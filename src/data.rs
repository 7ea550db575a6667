//! Data download and management for the OEWN release.
//!
//! This module handles downloading the OEWN XML data from GitHub releases,
//! caching it locally, and decompressing it as needed.

use crate::error::{Result, WordFreqError};
use crate::progress::{ProgressReporter, ProgressUpdate, report_progress};
use directories_next::ProjectDirs;
use flate2::read::GzDecoder;
use futures::StreamExt;
use log::info;
use std::fs::{self, File};
use std::io::{self, BufReader, BufWriter, Write};
use std::path::{Path, PathBuf};

/// OEWN version being targeted
pub const OEWN_VERSION: &str = "2024";
/// Subdirectory name within user's data directory
pub const DATA_SUBDIR: &str = "wordfreq-rs";
const OEWN_FILENAME_GZ: &str = "english-wordnet-2024.xml.gz";
const OEWN_FILENAME_XML: &str = "english-wordnet-2024.xml";
const OEWN_DOWNLOAD_URL: &str = "https://github.com/globalwordnet/english-wordnet/releases/download/2024-edition/english-wordnet-2024.xml.gz";

/// Gets the project's data directory path.
/// Creates the directory if it doesn't exist.
pub fn get_data_dir() -> Result<PathBuf> {
    let proj_dirs =
        ProjectDirs::from("org", "WordFreqRs", DATA_SUBDIR).ok_or(WordFreqError::DataDirNotFound)?;
    let data_dir = proj_dirs.data_dir().to_path_buf();
    fs::create_dir_all(&data_dir)?;
    Ok(data_dir)
}

/// Downloads a file from a URL to a specified path using streaming with progress reporting.
///
/// The body is streamed into a temporary file that is only moved to `dest_path` once complete.
async fn download_file(
    url: &str,
    dest_path: &Path,
    reporter: Option<&ProgressReporter>,
) -> Result<()> {
    let stage_desc = "Downloading OEWN data".to_string();

    info!(
        "Downloading data from {} to {:?} (streaming)...",
        url, dest_path
    );
    let response = reqwest::get(url).await?.error_for_status()?;
    let total_size = response.content_length();
    report_progress(
        reporter,
        ProgressUpdate::new(stage_desc.clone(), 0, total_size, None),
    );

    let dest_dir = dest_path.parent().unwrap_or_else(|| Path::new("."));
    let mut temp_file = tempfile::NamedTempFile::new_in(dest_dir)?;
    let mut stream = response.bytes_stream();
    let mut downloaded: u64 = 0;
    {
        let mut writer = BufWriter::new(temp_file.as_file_mut());
        while let Some(chunk_result) = stream.next().await {
            let chunk = chunk_result?;
            writer.write_all(&chunk)?;
            downloaded += chunk.len() as u64;
            report_progress(
                reporter,
                ProgressUpdate::new(stage_desc.clone(), downloaded, total_size, None),
            );
        }
        writer.flush()?;
    }
    temp_file.persist(dest_path).map_err(|e| e.error)?;

    report_progress(
        reporter,
        ProgressUpdate::new(
            stage_desc,
            total_size.unwrap_or(downloaded),
            total_size.or(Some(downloaded)),
            Some("Download complete.".to_string()),
        ),
    );
    info!("Download complete ({} bytes).", downloaded);
    Ok(())
}

/// Decompresses a GZipped file on the blocking pool.
async fn decompress_gz(
    gz_path: &Path,
    dest_path: &Path,
    reporter: Option<&ProgressReporter>,
) -> Result<()> {
    let stage_desc = "Decompressing OEWN data".to_string();

    info!("Decompressing {:?} to {:?}...", gz_path, dest_path);
    report_progress(reporter, ProgressUpdate::new_stage(stage_desc.clone(), None));

    let gz_path = gz_path.to_path_buf();
    let dest_path = dest_path.to_path_buf();

    tokio::task::spawn_blocking(move || {
        let gz_file = File::open(&gz_path)?;
        let mut decoder = GzDecoder::new(BufReader::new(gz_file));
        let mut dest_file = BufWriter::new(File::create(&dest_path)?);
        io::copy(&mut decoder, &mut dest_file)?;
        dest_file.flush()?;
        Ok::<(), std::io::Error>(())
    })
    .await??;

    report_progress(
        reporter,
        ProgressUpdate::new(
            stage_desc,
            1,
            Some(1),
            Some("Decompression complete.".to_string()),
        ),
    );
    info!("Decompression complete.");
    Ok(())
}

/// Ensures the OEWN XML data file is present in the data directory.
/// This function downloads and/or decompresses the data if necessary.
pub async fn ensure_data(reporter: Option<&ProgressReporter>) -> Result<PathBuf> {
    ensure_data_in(&get_data_dir()?, reporter).await
}

async fn ensure_data_in(data_dir: &Path, reporter: Option<&ProgressReporter>) -> Result<PathBuf> {
    let xml_path = data_dir.join(OEWN_FILENAME_XML);
    let gz_path = data_dir.join(OEWN_FILENAME_GZ);

    if xml_path.exists() {
        info!("Found existing OEWN XML data file: {:?}", xml_path);
        return Ok(xml_path);
    }
    info!("OEWN XML data file not found at {:?}.", xml_path);

    if !gz_path.exists() {
        info!("OEWN GZ archive not found at {:?}. Downloading...", gz_path);
        download_file(OEWN_DOWNLOAD_URL, &gz_path, reporter).await?;
    } else {
        info!("Found existing OEWN GZ archive: {:?}", gz_path);
    }

    decompress_gz(&gz_path, &xml_path, reporter).await?;
    Ok(xml_path)
}

#[cfg(test)]
mod tests {
    use super::*;
    use tempfile::tempdir;

    // Helper to create a dummy gz file for testing decompression
    fn create_dummy_gz(path: &Path, content: &str) -> io::Result<()> {
        use flate2::Compression;
        use flate2::write::GzEncoder;

        let file = File::create(path)?;
        let mut encoder = GzEncoder::new(BufWriter::new(file), Compression::default());
        encoder.write_all(content.as_bytes())?;
        encoder.finish()?;
        Ok(())
    }

    #[tokio::test]
    async fn test_decompress_gz_basic() {
        let _ = env_logger::builder().is_test(true).try_init();
        let temp_dir = tempdir().expect("Failed to create temp dir");
        let gz_path = temp_dir.path().join("test.xml.gz");
        let xml_path = temp_dir.path().join("test.xml");
        let content = "This is the test content.";

        create_dummy_gz(&gz_path, content).expect("Failed to create dummy GZ");

        let result = decompress_gz(&gz_path, &xml_path, None).await;
        assert!(result.is_ok(), "Decompression failed: {:?}", result.err());
        let decompressed_content =
            fs::read_to_string(&xml_path).expect("Failed to read decompressed file");
        assert_eq!(decompressed_content, content);
    }

    #[tokio::test]
    async fn test_ensure_data_prefers_existing_files() {
        let temp_dir = tempdir().expect("Failed to create temp dir");
        let data_dir = scopeguard::guard(temp_dir, |d| {
            let _ = d.close();
        });

        // Only the archive is present: it is decompressed, nothing is downloaded.
        let dummy_xml = "<LexicalResource><Lexicon id='test'/></LexicalResource>";
        create_dummy_gz(&data_dir.path().join(OEWN_FILENAME_GZ), dummy_xml).unwrap();
        let xml_path = ensure_data_in(data_dir.path(), None).await.unwrap();
        assert_eq!(xml_path, data_dir.path().join(OEWN_FILENAME_XML));
        assert_eq!(fs::read_to_string(&xml_path).unwrap(), dummy_xml);

        // Now the XML exists and is returned as is.
        fs::write(&xml_path, "<xml>cached</xml>").unwrap();
        let again = ensure_data_in(data_dir.path(), None).await.unwrap();
        assert_eq!(fs::read_to_string(again).unwrap(), "<xml>cached</xml>");
    }
}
━━━━━━━━━━━━━━━━━━━━━━━━━━━━━━
§ **ABOUT THIS TASK**
What are the lines above, starting at the one with "let gz_path = gz_path.to_path_buf();" and ending at the one with "the data directory."? Give them again exactly, and only them.

§ **ANSWER SECTION**
    let gz_path = gz_path.to_path_buf();
    let dest_path = dest_path.to_path_buf();

    tokio::task::spawn_blocking(move || {
        let gz_file = File::open(&gz_path)?;
        let mut decoder = GzDecoder::new(BufReader::new(gz_file));
        let mut dest_file = BufWriter::new(File::create(&dest_path)?);
        io::copy(&mut decoder, &mut dest_file)?;
        dest_file.flush()?;
        Ok::<(), std::io::Error>(())
    })
    .await??;

    report_progress(
        reporter,
        ProgressUpdate::new(
            stage_desc,
            1,
            Some(1),
            Some("Decompression complete.".to_string()),
        ),
    );
    info!("Decompression complete.");
    Ok(())
}

/// Ensures the OEWN XML data file is present in the data directory.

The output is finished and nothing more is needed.